The new variant was first detected in India around three months ago and has now been detected in Denmark for the first time with two confirmed cases, news wire Ritzau reports.

Health Minister Magnus Heunicke confirmed the variant had been found in Denmark in a Twitter post on Saturday.

The variant, BJ.1, is a subvariant of the existing Omicron form of the coronavirus and was first registered in India on July 2nd. It has since been detected in four other countries.

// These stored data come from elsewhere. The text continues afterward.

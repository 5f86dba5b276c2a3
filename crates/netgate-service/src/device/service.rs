//! Device session queries and explicit status toggles.

use std::sync::Arc;

use chrono::{DateTime, Utc};
use tracing::info;
use uuid::Uuid;

use netgate_core::error::AppError;
use netgate_core::result::AppResult;
use netgate_database::store::{AccountStore, DeviceSessionStore};
use netgate_entity::DeviceSession;

/// Device session management outside the login path.
#[derive(Debug, Clone)]
pub struct DeviceService {
    /// Account lookups.
    accounts: Arc<dyn AccountStore>,
    /// Device session state.
    devices: Arc<dyn DeviceSessionStore>,
}

impl DeviceService {
    /// Creates a new device service.
    pub fn new(accounts: Arc<dyn AccountStore>, devices: Arc<dyn DeviceSessionStore>) -> Self {
        Self { accounts, devices }
    }

    /// Toggles a device's active flag — an explicit logout (or
    /// re-activation) independent of login.
    pub async fn set_device_active(
        &self,
        account_id: Uuid,
        device_name: &str,
        active: bool,
        now: DateTime<Utc>,
    ) -> AppResult<DeviceSession> {
        let session = self
            .devices
            .set_active(account_id, device_name, active, now)
            .await?;

        info!(%account_id, device_name, active, "Device status updated");
        Ok(session)
    }

    /// Lists an account's device sessions by username, ordered by device
    /// name.
    ///
    /// An unknown username fails with `AccountNotFound`; a known account
    /// with no recorded devices returns an empty list. The two cases are
    /// deliberately distinguishable.
    pub async fn list_devices(&self, username: &str) -> AppResult<Vec<DeviceSession>> {
        let account = self
            .accounts
            .find_by_username(username)
            .await?
            .ok_or_else(|| {
                AppError::account_not_found(format!("No account for username '{username}'"))
            })?;

        self.devices.list_by_account(account.id).await
    }
}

“Two cases of the new Covid-19 subvariant BJ.1 have been found in Denmark,” Heunicke wrote.

“It is completely expected that BJ.1 would appear in Denmark and the State Serum Institute [national infectious disease control agency, ed.] is not currently concerned but is following the situation closely,” he said.

It is currently unclear whether BJ.1, also termed BA.2.10.1, can be expected to cause more serious symptoms than the current dominant form of Omicron.

“BJ.1 has more mutations to the spike protein than subvariants of the dominant BA.5, but the importance of these mutations is not known for certain,” Heunicke wrote.

The most recent infection trends report, issued last week by the State Serum Institute, stated that infection numbers in people aged 60 and over had increased during the preceding week. Infection numbers have been otherwise stable in all age groups in recent weeks.

Denmark currently only recommends a PCR test for Covid-19 for people at risk of serious illness who suspect they have the virus.

Last week’s infection trends report noted that BJ.1 was yet to be detected in Denmark.